Corinna Byrne stresses the need for personal investments that reduce greenhouse gas emissions: “Switching from the use of peat for home heating to renewable technologies such as solar and geothermal power is recommended. The installation of small wind turbines to power one’s home will also help. When it comes to food, much of what we eat is produced under emissions-intense conditions. Growing your own and purchasing locally may contribute to reducing emissions.”

With regard to energy use, it may be better to keep things as simple as possible, even if that means losing some efficiency. David Korowicz writes “Don’t be seduced by the most efficient technology. It is far better to have something simple and locally repairable, even if inefficient, than something highly dependent upon globalised systems for upgrades, components and repairs.”

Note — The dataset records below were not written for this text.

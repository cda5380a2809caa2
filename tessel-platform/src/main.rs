// Copyright (c) 2026 Graphcore Ltd. All rights reserved.

//! A simple front-end for loading a hardware description and printing the
//! resulting topology.
//!
//! For example, run using:
//!   cargo run --bin tessel-platform -- --description
//! tessel-platform/demos/npu.yaml --stdout-level debug
//!
//! Options can also be set in a TOML file passed with `--conf-file` or through
//! `TESSEL_` environment variables (e.g. `TESSEL_STRICT_DATATYPES=true`).
//! Command-line options take precedence over both.

use std::path::PathBuf;

use anyhow::Result;
use clap::Parser;
use figment::Figment;
use figment::providers::{Env, Format, Serialized, Toml};
use log::LevelFilter;
use serde::{Deserialize, Serialize};
use simplelog::{ConfigBuilder, SimpleLogger};
use tessel_platform::Platform;
use tessel_resources::kernel::DatatypePolicy;

/// Command-line arguments.
#[derive(Parser, Serialize)]
#[command(about = "Build an accelerator topology from a hardware description")]
struct Cli {
    /// Hardware description file (YAML or JSON).
    #[arg(long)]
    #[serde(skip_serializing_if = "Option::is_none")]
    description: Option<PathBuf>,

    /// Level of log message to display.
    #[arg(long)]
    #[serde(skip_serializing_if = "Option::is_none")]
    stdout_level: Option<log::Level>,

    /// Reject kernels with partially specified datatypes.
    #[arg(long, num_args = 0..=1, default_missing_value = "true")]
    #[serde(skip_serializing_if = "Option::is_none")]
    strict_datatypes: Option<bool>,

    /// Only print the summary, not the full tree.
    #[arg(long, num_args = 0..=1, default_missing_value = "true")]
    #[serde(skip_serializing_if = "Option::is_none")]
    summary_only: Option<bool>,

    /// Additional TOML configuration file.
    #[arg(long)]
    #[serde(skip)]
    conf_file: Option<PathBuf>,
}

/// Settings after merging defaults, configuration file, environment and
/// command line.
#[derive(Debug, Deserialize, Serialize)]
struct Settings {
    description: PathBuf,
    stdout_level: log::Level,
    strict_datatypes: bool,
    summary_only: bool,
}

impl Default for Settings {
    fn default() -> Self {
        Self {
            description: PathBuf::from("platform.yaml"),
            stdout_level: log::Level::Info,
            strict_datatypes: false,
            summary_only: false,
        }
    }
}

fn load_settings(cli: &Cli) -> Result<Settings> {
    let mut config = Figment::new().merge(Serialized::defaults(Settings::default()));
    if let Some(conf_file) = &cli.conf_file {
        config = config.merge(Toml::file(conf_file));
    }
    let settings = config
        .merge(Env::prefixed("TESSEL_"))
        .merge(Serialized::defaults(cli))
        .extract()?;
    Ok(settings)
}

fn setup_logging(level: log::Level) -> Result<()> {
    let config = ConfigBuilder::new()
        .set_time_level(LevelFilter::Off)
        .set_location_level(LevelFilter::Off)
        .set_thread_level(LevelFilter::Off)
        .set_target_level(LevelFilter::Off)
        .build();
    SimpleLogger::init(level.to_level_filter(), config)?;
    Ok(())
}

fn main() -> Result<()> {
    let cli = Cli::parse();
    let settings = load_settings(&cli)?;
    setup_logging(settings.stdout_level)?;

    let policy = settings.strict_datatypes.then_some(DatatypePolicy::Strict);
    let platform = Platform::from_file_with_policy(&settings.description, policy)?;

    if settings.summary_only {
        println!("{}", platform.summary());
    } else {
        println!("Loaded platform:");
        println!("{platform}");
    }
    Ok(())
}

Dmitry Orlov thinks we should “consider what’s coming in the context of emergency preparedness — except that this emergency is not expected to end. Stockpile supplies and learn skills to maintain and repair your most important possessions and equipment for as long as possible after new products and replacement parts and supplies are no longer manufactured. Devise alternatives for heating, cooking and transportation that do not rely on fossil fuels. Find alternatives to inhabiting the landscape that do not rely on current built-up infrastructure and provide you with direct access to food (plants and animals).”

Avoiding a bunker mentality

A number of the contributors believe that there is a danger of over-emphasising the role that self-sufficiency should play. Graham Barnes is one of them. He writes that “despite a personal predilection for living in the moment, I would place ‘taking an interest in the future’ as #1 on a personal action level — above the other contender — reskilling/self-sufficiency — which I support and admire but can be part of a bunker mentality.”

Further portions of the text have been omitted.